Englisch-Niederländischer Krieg (1665–1667)

Zweiter Englisch-Niederländischer Krieg
Teil von: Englisch-Niederländische Seekriege

Darstellung des Überfalls im Medway (1667)
Datum 4. März 1665 bis 31. Juli 1667
Ort Nordsee, Ärmelkanal, Karibik, Norwegen
Ausgang Sieg der Vereinigten Niederlande
Friedensschluss Frieden von Breda
Konfliktparteien

Republik der Vereinigten Niederlande Vereinigte Niederlande
Frankreich Konigreich 1791 Frankreich
Danemark Dänemark

England Konigreich England
Hochstift Münster

Befehlshaber

Michiel de Ruyter
Jacob van Wassenaer Obdam
Pieter de Bitter
Cornelis de Witt
Willem Joseph van Ghent
Claus von Ahlefeldt
Antoine Lefèbvre de La Barre

James, Duke of York
George Monck
Ruprecht von der Pfalz
Thomas Teddeman
Christoph Bernhard von Galen

Der Zweite Englisch-Niederländische Krieg war ein militärischer Konflikt zwischen dem Königreich England und den Vereinigten Provinzen der Niederlande, der offiziell von März 1665 bis Juli 1667 ausgetragen wurde. Inoffiziell hatten die Engländer jedoch schon 1663 die Kampfhandlungen eröffnet.

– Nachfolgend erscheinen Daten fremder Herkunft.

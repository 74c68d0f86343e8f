//! Transport seam: the contracts a device backend has to fulfil.
//!
//! The wire protocols themselves (multiplexer framing, property lists, TLS
//! session setup) are the backend's business. The session layer only needs:
//!
//! - [`DeviceTransport`]: enumerate, watch, and open devices
//! - [`DeviceHandle`]: an opened device that can mint lockdown clients and
//!   service channels
//! - [`LockdownClient`]: the handshake/session client
//! - [`ServiceChannel`]: a message channel to one device service

use std::any::Any;
use std::fmt;
use std::sync::Arc;
use std::time::Duration;

use async_trait::async_trait;
use serde::{Deserialize, Serialize};
use serde_json::Value;
use tokio::sync::mpsc;
use uuid::Uuid;

use super::{AttachedDevice, ConnectionKind, LookupMode};
use crate::error::DeviceError;

/// What happened to a device on the multiplexer.
#[derive(Debug, Clone, Copy, PartialEq, Eq)]
pub enum DeviceEventKind {
    Added,
    Removed,
    /// Paired with the host, but not necessarily ready for use.
    Paired,
}

#[derive(Debug, Clone, PartialEq, Eq)]
pub struct DeviceEvent {
    pub kind: DeviceEventKind,
    pub device: AttachedDevice,
}

impl DeviceEvent {
    pub fn added(udid: impl Into<String>, kind: ConnectionKind) -> Self {
        Self {
            kind: DeviceEventKind::Added,
            device: AttachedDevice::new(udid, kind),
        }
    }

    pub fn removed(udid: impl Into<String>, kind: ConnectionKind) -> Self {
        Self {
            kind: DeviceEventKind::Removed,
            device: AttachedDevice::new(udid, kind),
        }
    }

    pub fn paired(udid: impl Into<String>, kind: ConnectionKind) -> Self {
        Self {
            kind: DeviceEventKind::Paired,
            device: AttachedDevice::new(udid, kind),
        }
    }
}

/// Live feed of device events.
pub type DeviceEvents = mpsc::UnboundedReceiver<DeviceEvent>;

/// Host-side device multiplexer.
#[async_trait]
pub trait DeviceTransport: Send + Sync + 'static {
    /// Devices attached right now.
    async fn devices(&self) -> Result<Vec<AttachedDevice>, DeviceError>;

    /// Subscribe to attach/detach events.
    async fn subscribe(&self) -> Result<DeviceEvents, DeviceError>;

    /// Open the device with the given identifier.
    async fn open(
        &self,
        udid: &str,
        lookup: LookupMode,
    ) -> Result<Arc<dyn DeviceHandle>, DeviceError>;

    /// The host's stored pair record for a device.
    async fn pair_record(&self, udid: &str) -> Result<PairRecord, DeviceError>;
}

/// An opened device.
#[async_trait]
pub trait DeviceHandle: Send + Sync + fmt::Debug {
    fn udid(&self) -> &str;

    /// Create a lockdown client, optionally performing the session handshake.
    async fn lockdown(
        &self,
        label: &str,
        handshake: bool,
    ) -> Result<Arc<dyn LockdownClient>, DeviceError>;

    /// Connect to a service previously started through lockdown.
    async fn connect_service(
        &self,
        endpoint: &ServiceEndpoint,
    ) -> Result<Box<dyn ServiceChannel>, DeviceError>;
}

/// The handshake/session client.
#[async_trait]
pub trait LockdownClient: Send + Sync {
    async fn value(&self, domain: Option<&str>, key: &str) -> Result<Value, DeviceError>;

    async fn set_value(
        &self,
        domain: Option<&str>,
        key: &str,
        value: Value,
    ) -> Result<(), DeviceError>;

    async fn start_service(
        &self,
        name: &str,
        send_escrow_bag: bool,
    ) -> Result<ServiceEndpoint, DeviceError>;

    async fn pair(&self, record: &PairRecord) -> Result<(), DeviceError>;

    async fn device_name(&self) -> Result<String, DeviceError> {
        match self.value(None, "DeviceName").await? {
            Value::String(name) => Ok(name),
            other => Err(DeviceError::Protocol(format!(
                "DeviceName is not a string: {other}"
            ))),
        }
    }
}

/// Where a started service can be reached.
#[derive(Debug, Clone, PartialEq, Eq)]
pub struct ServiceEndpoint {
    pub name: String,
    pub port: u16,
    pub ssl: bool,
}

/// A message-oriented connection to one device service.
#[async_trait]
pub trait ServiceChannel: Send {
    async fn send(&mut self, message: Value) -> Result<(), DeviceError>;

    /// Receive the next message, failing with [`DeviceError::Timeout`] when
    /// nothing arrives in time.
    async fn receive(&mut self, timeout: Duration) -> Result<Value, DeviceError>;
}

/// A typed client for one device service.
pub trait ServiceClient: Sized + Send {
    const SERVICE_NAME: &'static str;

    fn from_channel(channel: Box<dyn ServiceChannel>) -> Self;
}

/// Opaque resource returned by a custom locator. Dropping it may invalidate
/// the link to the device.
pub type LocatorHandle = Box<dyn Any + Send + Sync>;

/// Caller-supplied strategy for making a device reachable.
pub trait DeviceLocator: Send + Sync + fmt::Debug {
    fn create_handle(&self) -> Result<LocatorHandle, DeviceError>;
}

/// The host's pairing credentials for one device.
#[derive(Debug, Clone, PartialEq, Serialize, Deserialize)]
pub struct PairRecord {
    #[serde(rename = "DeviceCertificate")]
    pub device_certificate: Vec<u8>,
    #[serde(rename = "HostCertificate")]
    pub host_certificate: Vec<u8>,
    #[serde(rename = "RootCertificate")]
    pub root_certificate: Vec<u8>,
    #[serde(rename = "HostID")]
    pub host_id: String,
    #[serde(rename = "SystemBUID")]
    pub system_buid: String,
    #[serde(flatten)]
    pub extra: serde_json::Map<String, Value>,
}

impl PairRecord {
    /// Derive a record for a second host identity on the same device.
    ///
    /// Two hosts sharing a HostID break each other's wireless heartbeats, and
    /// newer devices accept only one HostID per SystemBUID, so both change.
    /// The first byte of the SystemBUID is inverted; the version and variant
    /// bits live in bytes 6 and 8 and are left alone.
    pub fn derive_secondary(&self) -> Result<PairRecord, DeviceError> {
        if self.device_certificate.is_empty()
            || self.host_certificate.is_empty()
            || self.root_certificate.is_empty()
        {
            return Err(DeviceError::Protocol(
                "pair record is missing certificates".into(),
            ));
        }

        let system_buid = Uuid::parse_str(&self.system_buid).map_err(|e| {
            DeviceError::Protocol(format!("invalid SystemBUID {}: {e}", self.system_buid))
        })?;
        let mut bytes = *system_buid.as_bytes();
        bytes[0] = !bytes[0];

        Ok(PairRecord {
            system_buid: Uuid::from_bytes(bytes).to_string().to_uppercase(),
            host_id: Uuid::new_v4().to_string().to_uppercase(),
            ..self.clone()
        })
    }
}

Es war der zweite in einer Reihe englisch-niederländischer Seekriege im 17. und 18. Jahrhundert. In der Auseinandersetzung ging es vor allem um die Gewinnung wirtschaftlicher Vorteile. In den Krieg verwickelt wurden auch die Königreiche Frankreich und Dänemark auf Seiten der Niederlande sowie das Hochstift Münster auf Seiten Englands, nahmen jedoch alle nur in eher geringem Umfang an ihm teil. Zur Beendigung der letztlich für die Niederlande siegreichen Kampfhandlungen, die drei offene Seeschlachten umfassten, schlossen die Parteien schließlich am 31. Juli 1667 den für die Niederlande günstigen, aber für England moderaten Frieden von Breda.